South Africa – The seventh Southern Africa Fire Network (SAFNet) conference is underway in Katima Mulilo.
Experts from southern African countries are meeting to discuss operational strategies and the definition of management policies to monitor and control wild fires in SADC countries.
SAFNet is a regional network that fosters collaborative efforts in fire monitoring and management in southern Africa.
Each year, an estimated area of 168 million hectares or 17 percent of the area of Africa south of the Equator burns up, with the 2006/7 fire seasons among the worst in several countries in southern Africa. The fires resulted in widespread destruction.
A statement from the Ministry of Agriculture, Water and Forestry, which is hosting the conference, said the fire experts would visit communities that are participating in the Community Forestry in Namibia (CFN) programme to discuss fire management techniques that have been introduced under this programme.
The statement said the Namibian community-based approach in management and fire prevention activities could be a best-practice example to be adopted in other countries.
Presentations about the work of other international organisations will be followed by a Geographic Information System (GIS) training provided for all participants with the aim to pave the way for a SADC wide fire monitoring and warning system.

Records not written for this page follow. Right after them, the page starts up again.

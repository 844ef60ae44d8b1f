#![cfg_attr(not(debug_assertions), windows_subsystem = "windows")]

//! eframe/egui 기반 데스크톱 GUI 진입점.

use brix_sugar_calculator::{
    config,
    form::{self, FormOutcome, SugarForm, SugarMetric},
    i18n::{self, keys},
    logging,
};
use clap::Parser;
use eframe::{egui, App, Frame};
use image::GenericImageView;
use rfd::FileDialog;
use std::{fs, path::Path};
use tracing::warn;

/// 펄프 °Brix 보정용 설탕 투입량 계산기(GUI).
#[derive(Debug, Parser)]
#[command(name = "brix_sugar_calculator", version, about)]
struct GuiArgs {
    /// 언어: auto, en, es, ko (설정값보다 우선)
    #[arg(short = 'L', long)]
    lang: Option<String>,
    /// 로그 상세도(-v, -vv)
    #[arg(short = 'v', long, action = clap::ArgAction::Count)]
    verbose: u8,
}

fn main() -> Result<(), eframe::Error> {
    let args = GuiArgs::parse();
    logging::init(args.verbose);

    let icon_data = load_app_icon();
    let mut viewport = egui::ViewportBuilder::default()
        .with_inner_size([1100.0, 720.0])
        .with_transparent(true);
    if let Some(icon) = icon_data {
        viewport = viewport.with_icon(icon);
    }
    let options = eframe::NativeOptions {
        viewport,
        ..Default::default()
    };
    let app_cfg = config::load_or_default().unwrap_or_else(|err| {
        warn!(error = %err, "config unavailable, using defaults");
        config::Config::default()
    });
    eframe::run_native(
        "°Brix Mass-Balance Calculator",
        options,
        Box::new(move |cc| {
            let app = GuiApp::new(app_cfg, args.lang.as_deref());
            if let Err(e) = setup_fonts(&cc.egui_ctx, &app.config, app.tr.language_code()) {
                warn!(error = %e, "font setup failed, keeping egui defaults");
            }
            cc.egui_ctx.set_pixels_per_point(app.ui_scale);
            Box::new(app)
        }),
    )
}

fn load_app_icon() -> Option<egui::IconData> {
    let search = ["assets/icon.png", "icon.png", "../assets/icon.png"];
    let path = search.iter().find(|p| Path::new(*p).exists())?;
    let bytes = fs::read(path).ok()?;
    let img = match image::load_from_memory(&bytes) {
        Ok(img) => img,
        Err(err) => {
            warn!(path = %path, error = %err, "icon decode failed");
            return None;
        }
    };
    let (w, h) = img.dimensions();
    Some(egui::IconData {
        rgba: img.to_rgba8().into_raw(),
        width: w,
        height: h,
    })
}
//! 외부 언어팩 덮어쓰기 테스트.
use std::fs;

use brix_sugar_calculator::i18n::{keys, Language, Translator};

#[test]
fn pack_overrides_built_in_and_falls_back_to_base_code() {
    let dir = std::env::temp_dir().join(format!("brix_i18n_{}", std::process::id()));
    let _ = fs::remove_dir_all(&dir);
    fs::create_dir_all(&dir).unwrap();
    fs::write(
        dir.join("es.toml"),
        "[result]\nmetric_label = \"Azúcar a añadir\"\n",
    )
    .unwrap();

    // es-mx.toml 이 없으면 es.toml 을 쓴다
    let tr = Translator::new_with_pack("es-mx", dir.to_str());
    assert_eq!(tr.language(), Language::Es);
    assert_eq!(tr.t(keys::RESULT_METRIC_LABEL), "Azúcar a añadir");
    // 팩에 없는 키는 내장 스페인어
    assert_eq!(tr.t(keys::MAIN_MENU_EXIT), "0) Salir");
    let _ = fs::remove_dir_all(&dir);
}

#[test]
fn missing_pack_dir_uses_built_in_strings() {
    let tr = Translator::new_with_pack("en", Some("/nonexistent/brix/locales"));
    assert_eq!(tr.t(keys::RESULT_METRIC_LABEL), "Sugar to add");
    assert!(tr.lookup(keys::RESULT_METRIC_LABEL).is_none());
}

#[test]
fn regional_pack_wins_over_base_pack() {
    let dir = std::env::temp_dir().join(format!("brix_i18n_region_{}", std::process::id()));
    let _ = fs::remove_dir_all(&dir);
    fs::create_dir_all(&dir).unwrap();
    fs::write(dir.join("es.toml"), "[result]\nmetric_label = \"Azúcar (es)\"\n").unwrap();
    fs::write(dir.join("es-mx.toml"), "[result]\nmetric_label = \"Azúcar (mx)\"\n").unwrap();

    let tr = Translator::new_with_pack("es-mx", dir.to_str());
    assert_eq!(tr.t(keys::RESULT_METRIC_LABEL), "Azúcar (mx)");
    let tr = Translator::new_with_pack("es", dir.to_str());
    assert_eq!(tr.t(keys::RESULT_METRIC_LABEL), "Azúcar (es)");
    let _ = fs::remove_dir_all(&dir);
}

#[test]
fn pack_without_strings_is_ignored() {
    let dir = std::env::temp_dir().join(format!("brix_i18n_broken_{}", std::process::id()));
    let _ = fs::remove_dir_all(&dir);
    fs::create_dir_all(&dir).unwrap();
    fs::write(dir.join("ko.toml"), "[result]\nmetric_label = 3\n").unwrap();

    let tr = Translator::new_with_pack("ko", dir.to_str());
    assert!(tr.lookup(keys::RESULT_METRIC_LABEL).is_none());
    assert_eq!(tr.t(keys::RESULT_METRIC_LABEL), "투입할 설탕");
    let _ = fs::remove_dir_all(&dir);
}
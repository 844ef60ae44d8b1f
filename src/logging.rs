use tracing_subscriber::EnvFilter;

/// `-v` 횟수에 따른 기본 로그 레벨.
pub fn level_for_verbosity(verbose: u8) -> &'static str {
    match verbose {
        0 => "warn",
        1 => "info",
        _ => "debug",
    }
}

/// stderr로 출력하는 fmt 구독자를 설치한다. RUST_LOG가 있으면 그것을 따른다.
/// 이미 설치되어 있으면 조용히 넘어간다.
pub fn init(verbose: u8) {
    let filter = EnvFilter::try_from_default_env()
        .unwrap_or_else(|_| EnvFilter::new(level_for_verbosity(verbose)));
    let _ = tracing_subscriber::fmt()
        .with_env_filter(filter)
        .with_target(false)
        .with_writer(std::io::stderr)
        .try_init();
}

Although forest fires threaten the conservation of forest resources, they are also natural events that clear areas for fresh biomass to grow, help to recycle nutrients and even stimulate the germination of some tree and shrub species.
However, trees need time to grow and when the fire frequency becomes too high, seedlings die before they grow to a more fire resistant age.

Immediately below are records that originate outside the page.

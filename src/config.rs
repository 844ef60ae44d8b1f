use serde::{Deserialize, Serialize};
use std::fs;
use std::path::{Path, PathBuf};
use thiserror::Error;
use tracing::info;

use crate::form::DEFAULT_DECIMALS;
use crate::units::MassUnit;

/// 기본 설정 파일 경로.
pub const DEFAULT_CONFIG_PATH: &str = "config.toml";

/// 사용 가능한 단위 시스템 프리셋을 정의한다.
#[derive(Debug, Clone, Copy, PartialEq, Eq, Serialize, Deserialize)]
pub enum UnitSystem {
    /// kg 기준. 내부 계산 기본값.
    Metric,
    /// 파운드 기준
    Imperial,
}

impl UnitSystem {
    /// 프리셋에 해당하는 기본 단위 세트.
    pub fn default_units(&self) -> DefaultUnits {
        match self {
            UnitSystem::Metric => DefaultUnits {
                mass: MassUnit::Kilogram,
            },
            UnitSystem::Imperial => DefaultUnits {
                mass: MassUnit::Pound,
            },
        }
    }
}

/// 물리량별 기본 단위 설정.
#[derive(Debug, Clone, PartialEq, Serialize, Deserialize)]
#[serde(default)]
pub struct DefaultUnits {
    pub mass: MassUnit,
}

impl Default for DefaultUnits {
    fn default() -> Self {
        UnitSystem::Metric.default_units()
    }
}

/// 입력 폼의 초기값.
#[derive(Debug, Clone, PartialEq, Serialize, Deserialize)]
#[serde(default)]
pub struct FormDefaults {
    pub pulp_mass_kg: f64,
    pub initial_brix: f64,
    pub target_brix: f64,
}

impl Default for FormDefaults {
    fn default() -> Self {
        // 예제 문제: 7 °Bx 펄프 50 kg을 10 °Bx로
        Self {
            pulp_mass_kg: 50.0,
            initial_brix: 7.0,
            target_brix: 10.0,
        }
    }
}

/// 애플리케이션 설정을 표현한다.
#[derive(Debug, Clone, PartialEq, Serialize, Deserialize)]
#[serde(default)]
pub struct Config {
    pub unit_system: UnitSystem,
    pub default_units: DefaultUnits,
    /// auto 또는 en/es/ko 등 언어 코드
    pub language: String,
    /// 외부 언어팩 디렉터리
    pub language_pack_dir: Option<String>,
    /// 결과 표시 소수 자릿수
    pub display_decimals: usize,
    pub form_defaults: FormDefaults,
    pub window_alpha: f32,
    pub ui_scale: f32,
    pub custom_font_path: Option<String>,
    #[serde(skip)]
    path: Option<PathBuf>,
}

impl Default for Config {
    fn default() -> Self {
        Self {
            unit_system: UnitSystem::Metric,
            default_units: DefaultUnits::default(),
            language: "auto".to_string(),
            language_pack_dir: None,
            display_decimals: DEFAULT_DECIMALS,
            form_defaults: FormDefaults::default(),
            window_alpha: 1.0,
            ui_scale: 1.0,
            custom_font_path: None,
            path: None,
        }
    }
}

/// 설정 로드/저장 시 발생 가능한 오류를 표현한다.
#[derive(Debug, Error)]
pub enum ConfigError {
    #[error("config file I/O error: {0}")]
    Io(#[from] std::io::Error),
    #[error("config parse error: {0}")]
    Parse(#[from] toml::de::Error),
    #[error("config serialize error: {0}")]
    Serialize(#[from] toml::ser::Error),
}

/// config.toml을 로드하거나 없으면 기본 설정을 생성한다.
pub fn load_or_default() -> Result<Config, ConfigError> {
    load_or_default_at(DEFAULT_CONFIG_PATH)
}

/// 지정한 경로의 설정을 로드한다. 파일이 없으면 기본값으로 새로 만든다.
pub fn load_or_default_at(path: impl AsRef<Path>) -> Result<Config, ConfigError> {
    let path = path.as_ref();
    let mut cfg = if path.exists() {
        let content = fs::read_to_string(path)?;
        let cfg: Config = toml::from_str(&content)?;
        info!(path = %path.display(), "config loaded");
        cfg
    } else {
        let cfg = Config::default();
        save_config(&cfg, path)?;
        info!(path = %path.display(), "default config created");
        cfg
    };
    cfg.path = Some(path.to_path_buf());
    Ok(cfg)
}

fn save_config(cfg: &Config, path: &Path) -> Result<(), ConfigError> {
    let content = toml::to_string_pretty(cfg)?;
    fs::write(path, content)?;
    Ok(())
}

impl Config {
    /// 설정을 로드했던 파일(없으면 config.toml)에 저장한다.
    pub fn save(&self) -> Result<(), ConfigError> {
        let path = self
            .path
            .clone()
            .unwrap_or_else(|| PathBuf::from(DEFAULT_CONFIG_PATH));
        save_config(self, &path)?;
        info!(path = %path.display(), "config saved");
        Ok(())
    }

    pub fn path(&self) -> Option<&Path> {
        self.path.as_deref()
    }

    /// 단위 프리셋을 바꾸고 기본 단위를 함께 갱신한다.
    pub fn apply_unit_system(&mut self, system: UnitSystem) {
        self.unit_system = system;
        self.default_units = system.default_units();
    }
}
//! °Brix 보정 계산 모듈 모음.
//! 설탕 투입량 계산(고형분 수지)과 그 검산으로 구성한다.

pub mod solids_balance;
pub mod sugar_adjustment;

pub use solids_balance::*;
pub use sugar_adjustment::*;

Jana Arnold, Public Relations Officer of the German Development Service, which supports the CFN programme said the younger the tree, the more vulnerable it is to heat and fire damage because not only is the bark not yet strong enough to protect the inner living tissue of the tree, but also that the branches are not yet high enough above the ground to be out of reach.
“Consequently, repeated fire damage either kills the tree directly or weakens it so that it becomes vulnerable to secondary attacks by fungi, parasites or insect attacks. The loss of young trees will slowly destroy the forest even if the bigger ones survive the fires,” she said.
The Directorate of Forestry, the Caprivi Regional Council, the Community Forestry in Namibia (CFN) project, ICEMA programme as well as the National Forest Programme have sponsored the confe-rence which ends on Friday, September 26.